Most recently, Linqia announced an analytics upgrade to its Resonate platform, with expanded real-time data availability, a new UI to find the metrics that matter most, and the ability for brands to report on their own custom metrics. The company has prioritized enabling customized measurement, including the integration of MMM and MTA results, based on its partner’s existing measurement framework.
Reaching new audiences and channels
One major benefit of influencer marketing partnerships is that content produced by creators resonates with consumers significantly more than traditional brand advertising. A recent study from Matter Communications showed that 81% of consumers claim that social media posts from influencers, friends, or family members drove interest in an item or service within the past year.
“Influencer marketing has proliferated not only because it provides entertainment value but because it creates an emotional connection with consumers,” said Daniel Schotland, Linqia’s Chief Operating Officer. “Creator content can perform three to five times better than branded assets when applied to other advertising channels such as display, OLV, CTV, DOOH, and even linear TV.”
Thus, brands have begun adapting creator content for the entire marketing mix, adjusted to each channel and platform’s specs, size aspects, ratios, and resolutions.
To facilitate distribution, Linqia has launched a collaboration with ad-serving and personalization platform Clinch to create, scale, and optimize creator content across media channels. Creator content can be translated via templates to essentially any format.
“A single asset can be turned into 50 with the right branding, coloring, and product for a specific market while targeting consumers on a granular level,” said Schotland.
Bringing data and automation into influencer discovery and briefing
Second to measurement in challenges for influencer marketers is finding the right influencer partners. What was once a highly manual and subjective task is increasingly becoming an automated and data-driven process.
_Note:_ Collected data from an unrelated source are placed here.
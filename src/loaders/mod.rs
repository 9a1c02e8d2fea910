pub mod gltf;
pub mod hdr;
pub mod pipeline;
pub mod svg;
pub mod texture;
// cli.rs - Command-line interface configuration
use clap::Parser;
use std::path::PathBuf;

#[derive(Parser, Debug, Clone)]
#[command(name = "glass-sketch")]
#[command(about = "Transmissive-material model sketch", long_about = None)]
pub struct Cli {
    /// Initial canvas width in logical pixels
    #[arg(long, default_value_t = 800)]
    pub width: u32,

    /// Initial canvas height in logical pixels
    #[arg(long, default_value_t = 600)]
    pub height: u32,

    /// Present frames without waiting for vsync
    #[arg(long = "no-vsync", default_value = "false")]
    pub no_vsync: bool,

    /// Hide the control panel
    #[arg(long = "no-ui", default_value = "false")]
    pub no_ui: bool,

    /// JSON parameter preset to start from
    #[arg(long)]
    pub params: Option<PathBuf>,

    /// Directory holding the sketch assets
    #[arg(long, default_value = "assets")]
    pub assets: PathBuf,
}
use glam::{Quat, Vec3};
use std::f32::consts::TAU;

use crate::camera::Camera;

/// Seconds for one full revolution of a spinning object.
pub const ROTATE_PERIOD: f32 = 10.0;
/// Seconds for one full sweep of the swooping camera.
pub const SWOOP_PERIOD: f32 = 10.0;

/// Rotation advanced this frame, delta-scaled so the accumulated angle over
/// an interval does not depend on how the interval was chunked into frames.
pub fn rotation_angle(delta: f32) -> f32 {
    (delta / ROTATE_PERIOD) * TAU
}

/// Rotate about the world Y axis (not the object's local axis).
pub fn rotate_about_world_y(rotation: Quat, delta: f32) -> Quat {
    Quat::from_rotation_y(rotation_angle(delta)) * rotation
}

/// Advance every tracked rotation by this frame's delta.
pub fn advance_rotations<'a>(rotations: impl Iterator<Item = &'a mut Quat>, delta: f32) {
    let step = Quat::from_rotation_y(rotation_angle(delta));
    for rotation in rotations {
        *rotation = step * *rotation;
    }
}

/// Zero every tracked rotation. Used when the rotation toggle flips.
pub fn zero_rotations<'a>(rotations: impl Iterator<Item = &'a mut Quat>) {
    for rotation in rotations {
        *rotation = Quat::IDENTITY;
    }
}

/// Position on the fixed-radius swoop path at an absolute time.
pub fn swoop_position(time: f32) -> Vec3 {
    let theta = (time / SWOOP_PERIOD) * TAU;
    Vec3::new(2.0 * theta.sin(), 2.0 * theta.cos(), 4.0)
}

/// Place the camera on the swoop path and aim it at the scene origin,
/// overriding any manual orbit input.
pub fn advance_swoop(camera: &mut Camera, time: f32) {
    camera.position = swoop_position(time);
    camera.look_at(Vec3::ZERO);
}

#[cfg(test)]
mod tests {
    use super::*;

    fn accumulated_angle(q: Quat) -> f32 {
        let (axis, angle) = q.to_axis_angle();
        if axis.y < 0.0 {
            TAU - angle
        } else {
            angle
        }
    }

    #[test]
    fn rotation_is_independent_of_frame_chunking() {
        // One second in a single step vs. the same second in uneven chunks
        let mut whole = Quat::IDENTITY;
        whole = rotate_about_world_y(whole, 1.0);

        let mut chunked = Quat::IDENTITY;
        for delta in [0.4, 0.25, 0.25, 0.1] {
            chunked = rotate_about_world_y(chunked, delta);
        }

        assert!((accumulated_angle(whole) - accumulated_angle(chunked)).abs() < 1e-4);
    }

    #[test]
    fn full_period_returns_to_identity() {
        let mut rotation = Quat::IDENTITY;
        for _ in 0..100 {
            rotation = rotate_about_world_y(rotation, ROTATE_PERIOD / 100.0);
        }

        assert!(rotation.angle_between(Quat::IDENTITY) < 1e-3);
    }

    #[test]
    fn quarter_period_is_quarter_turn() {
        let rotation = rotate_about_world_y(Quat::IDENTITY, ROTATE_PERIOD / 4.0);
        assert!((accumulated_angle(rotation) - TAU / 4.0).abs() < 1e-4);
    }

    #[test]
    fn zero_delta_is_a_no_op() {
        let rotation = rotate_about_world_y(Quat::from_rotation_y(1.0), 0.0);
        assert!(rotation.angle_between(Quat::from_rotation_y(1.0)) < 1e-6);
    }

    #[test]
    fn advance_rotations_touches_every_tracked_object() {
        let mut rotations = vec![Quat::IDENTITY; 3];
        advance_rotations(rotations.iter_mut(), 2.5);

        let expected = rotation_angle(2.5);
        for q in &rotations {
            assert!((accumulated_angle(*q) - expected).abs() < 1e-4);
        }
    }

    #[test]
    fn zero_rotations_discards_accumulated_spin() {
        let mut rotations = vec![Quat::from_rotation_y(1.2), Quat::from_rotation_y(-0.7)];
        zero_rotations(rotations.iter_mut());

        for q in &rotations {
            assert_eq!(*q, Quat::IDENTITY);
        }
    }

    #[test]
    fn swoop_path_is_a_fixed_radius_circle() {
        let pos = swoop_position(2.5);
        let theta = (2.5 / SWOOP_PERIOD) * TAU;

        assert!((pos.x - 2.0 * theta.sin()).abs() < 1e-6);
        assert!((pos.y - 2.0 * theta.cos()).abs() < 1e-6);
        assert_eq!(pos.z, 4.0);
    }

    #[test]
    fn swoop_aims_at_origin() {
        let mut camera = Camera::new();
        camera.target = Vec3::new(1.0, 1.0, 1.0);

        advance_swoop(&mut camera, 7.0);
        assert_eq!(camera.target, Vec3::ZERO);
        assert_eq!(camera.position, swoop_position(7.0));
    }
}
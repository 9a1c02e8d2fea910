use anyhow::{Context, Result};
use std::path::Path;

/// Decoded equirectangular environment: RGBA 32-bit float pixels.
#[derive(Debug, Clone)]
pub struct HdrImage {
    pub width: u32,
    pub height: u32,
    pub pixels: Vec<f32>,
}

/// Decode a Radiance `.hdr` file into linear float RGBA.
pub fn load_hdr(path: impl AsRef<Path>) -> Result<HdrImage> {
    let path = path.as_ref();
    let image = image::open(path)
        .context(format!("Failed to load HDR environment: {:?}", path))?;

    let rgb = image.into_rgb32f();
    let (width, height) = rgb.dimensions();

    let mut pixels = Vec::with_capacity((width * height * 4) as usize);
    for pixel in rgb.pixels() {
        pixels.extend_from_slice(&[pixel[0], pixel[1], pixel[2], 1.0]);
    }

    log::info!("hdr: decoded {}x{} environment {:?}", width, height, path);
    Ok(HdrImage {
        width,
        height,
        pixels,
    })
}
Finding ideal influencers is more than selecting someone with the right follower numbers in the right demographic. According to Bendes, Linqia's technology platform, which is powered by machine learning and artificial intelligence, funnels through 10.5 billion data points to take into consideration a brand’s performance objectives, the types of creator personas they’re looking for, what audience they’d like to reach and the content they’re looking to create. The platform then helps find creators who will give the campaign the best chance at success based on all those attributes and modeling based on predicted performance.
Linqia can also apply this information to drive the briefing process so that the company’s partners can understand what narratives perform well for the brand, category, and content topic. The platform not only helps find the right influencers and facilitates end-to-end campaign execution, but it also enables brands to manage their creators with scoring based on factors like return on ad spend, creator engagement/ease of partnership, and paid media performance.
The rise of creator media, involving paid media ads that leverage the creator’s content, has also led to new expectations around how influencer marketing makes a brand’s broader media investment more effective and efficient. Brands spend many times their influencer marketing investment on broader media, so how the former impacts the latter is an important part of the value equation.
Linqia has built a media testing and optimization process focused on creator media. How the original content is optimized for broader audiences, bought using influencer audience data, and tested against different message structures is delivering significant value to brands, Alizadeh said.
“The influencer space is chaotic,” he added. “You have to balance between having a strong creative services arm and the ability to leverage technology. Effectively executing influencer campaigns requires ownership of both the art and the science.”